The Virtual House of Commons is a name given to a series of measures involving the United Kingdom's House of Commons, including the use of video-conferencing and the practising of social distancing. The measures were announced in April 2020 to help stop the spread of coronavirus during the ongoing pandemic.

==Background==

There were worries that the spread of COVID-19 would be accelerated by the number of people working in the Parliamentary Estate, including 650 Members of Parliament, around 800 peers and over 3,000 members of staff. In addition, some of these members and staff have underlying health conditions, and many (especially peers) are over 70 years of age, putting them at higher risk according to the government's advice. This posed a challenge, as – by law – votes, debates and meetings in Parliament must take place in person.

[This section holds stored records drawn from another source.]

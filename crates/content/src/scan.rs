use std::fmt::Debug;
use std::fs;
use std::path::{Path, PathBuf};
use std::sync::atomic::{AtomicBool, Ordering};
use std::sync::Arc;
use std::time::{Duration, Instant};

use ignore::Walk;
use rayon::prelude::*;
use tracing::{info, trace, warn};

use crate::{ContentDocument, ContentKind, ParseError, ScanError};

/// Cooperative cancellation for an in-flight scan. Cloning hands out another
/// handle to the same flag.
#[derive(Debug, Clone, Default)]
pub struct CancelToken {
    cancelled: Arc<AtomicBool>,
}

impl CancelToken {
    pub fn new() -> Self {
        Self::default()
    }

    /// Abort the remaining scan. Files already parsed are discarded along
    /// with the rest; the scan surfaces a single aggregated error.
    pub fn cancel(&self) {
        self.cancelled.store(true, Ordering::Relaxed);
    }

    pub fn is_cancelled(&self) -> bool {
        self.cancelled.load(Ordering::Relaxed)
    }
}

/// Knobs for a single scan.
#[derive(Debug, Clone, Default)]
pub struct ScanOptions {
    /// Upper bound on how long file reads may keep going. Checked between
    /// files, so a scan overruns by at most one document parse.
    pub timeout: Option<Duration>,
    pub cancel: CancelToken,
}

/// Everything a scan produced: documents sorted by path, plus the per-file
/// errors that were recorded along the way.
#[derive(Debug, Default)]
pub struct ScanOutcome {
    pub documents: Vec<ContentDocument>,
    pub errors: Vec<ParseError>,
}

/// The per-file result inside the parallel parse.
enum FileResult {
    Parsed(Box<ContentDocument>),
    Failed(ParseError),
    Skipped,
}

/// Walk the given root, parse every markdown file into a [`ContentDocument`],
/// and return the results ordered lexicographically by path.
///
/// Documents are parsed in parallel; nothing is shared between parses, and
/// the final sort makes the ordering independent of execution order. A file
/// that fails to parse is recorded and skipped rather than aborting the scan.
/// A missing root yields an empty outcome.
#[tracing::instrument(skip(options))]
pub fn scan<P: AsRef<Path> + Debug>(
    root: P,
    kind: ContentKind,
    options: &ScanOptions,
) -> Result<ScanOutcome, ScanError> {
    let root = root.as_ref();

    if !root.exists() {
        warn!("Content root {:?} does not exist, nothing to scan", root);
        return Ok(ScanOutcome::default());
    }

    let mut paths = discover_files(root);
    paths.sort();

    let total = paths.len();
    trace!("Discovered {total} content files at {root:?}");

    let deadline = options.timeout.map(|timeout| Instant::now() + timeout);

    let results: Vec<FileResult> = paths
        .par_iter()
        .map(|path| {
            if options.cancel.is_cancelled()
                || deadline.is_some_and(|deadline| Instant::now() >= deadline)
            {
                return FileResult::Skipped;
            }

            match fs::read_to_string(path) {
                Ok(raw) => match ContentDocument::parse(root, path, kind, &raw) {
                    Ok(document) => FileResult::Parsed(Box::new(document)),
                    Err(err) => FileResult::Failed(err),
                },
                Err(source) => FileResult::Failed(ParseError::Read {
                    path: path.clone(),
                    source,
                }),
            }
        })
        .collect();

    let pending = results
        .iter()
        .filter(|result| matches!(result, FileResult::Skipped))
        .count();

    if pending > 0 || options.cancel.is_cancelled() {
        return Err(ScanError::Interrupted {
            root: root.to_path_buf(),
            pending,
            total,
        });
    }

    let mut outcome = ScanOutcome::default();
    for result in results {
        match result {
            FileResult::Parsed(document) => outcome.documents.push(*document),
            FileResult::Failed(err) => outcome.errors.push(err),
            FileResult::Skipped => unreachable!("skipped files abort the scan"),
        }
    }

    outcome.documents.sort_by(|a, b| a.path.cmp(&b.path));
    dedupe_slugs(&mut outcome);

    info!(
        "Scanned {} {} documents at {:?} ({} recorded errors)",
        outcome.documents.len(),
        kind.as_str(),
        root,
        outcome.errors.len()
    );

    Ok(outcome)
}

fn discover_files(root: &Path) -> Vec<PathBuf> {
    Walk::new(root)
        .filter_map(Result::ok)
        .map(ignore::DirEntry::into_path)
        .filter(|path| {
            path.is_file()
                && matches!(
                    path.extension().and_then(|e| e.to_str()),
                    Some("md" | "markdown")
                )
        })
        .collect()
}

/// Slugs are unique per kind. With the documents already in path order, the
/// lexicographically first file wins and later collisions are recorded.
fn dedupe_slugs(outcome: &mut ScanOutcome) {
    let mut seen = std::collections::HashSet::new();
    let mut kept = Vec::with_capacity(outcome.documents.len());

    for document in outcome.documents.drain(..) {
        if seen.insert(document.slug.clone()) {
            kept.push(document);
        } else {
            outcome.errors.push(ParseError::DuplicateSlug {
                path: document.path,
                slug: document.slug,
            });
        }
    }

    outcome.documents = kept;
}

Coronavirus had already interrupted the work of Parliament, after some MPs and staff caught the virus and were forced to self isolate. Because of this, the Houses of Parliament were closed to visitors on 17 March. Some select committees had started to hold meetings behind closed doors, and limits on questions and the number of members allowed in the House of Commons chamber began to be introduced.

After COVID-19 lockdowns were announced by UK Prime Minister Boris Johnson on 23 March, the House of Commons passed through emergency legislation designed to combat COVID-19, including measures such as the power to close non-essential businesses, restrict public events, and detain anyone judged to pose a risk of spreading the virus. The bill passed through the Commons on 23 March, before being sent to the House of Lords on 24 March and gaining royal assent on 25 March.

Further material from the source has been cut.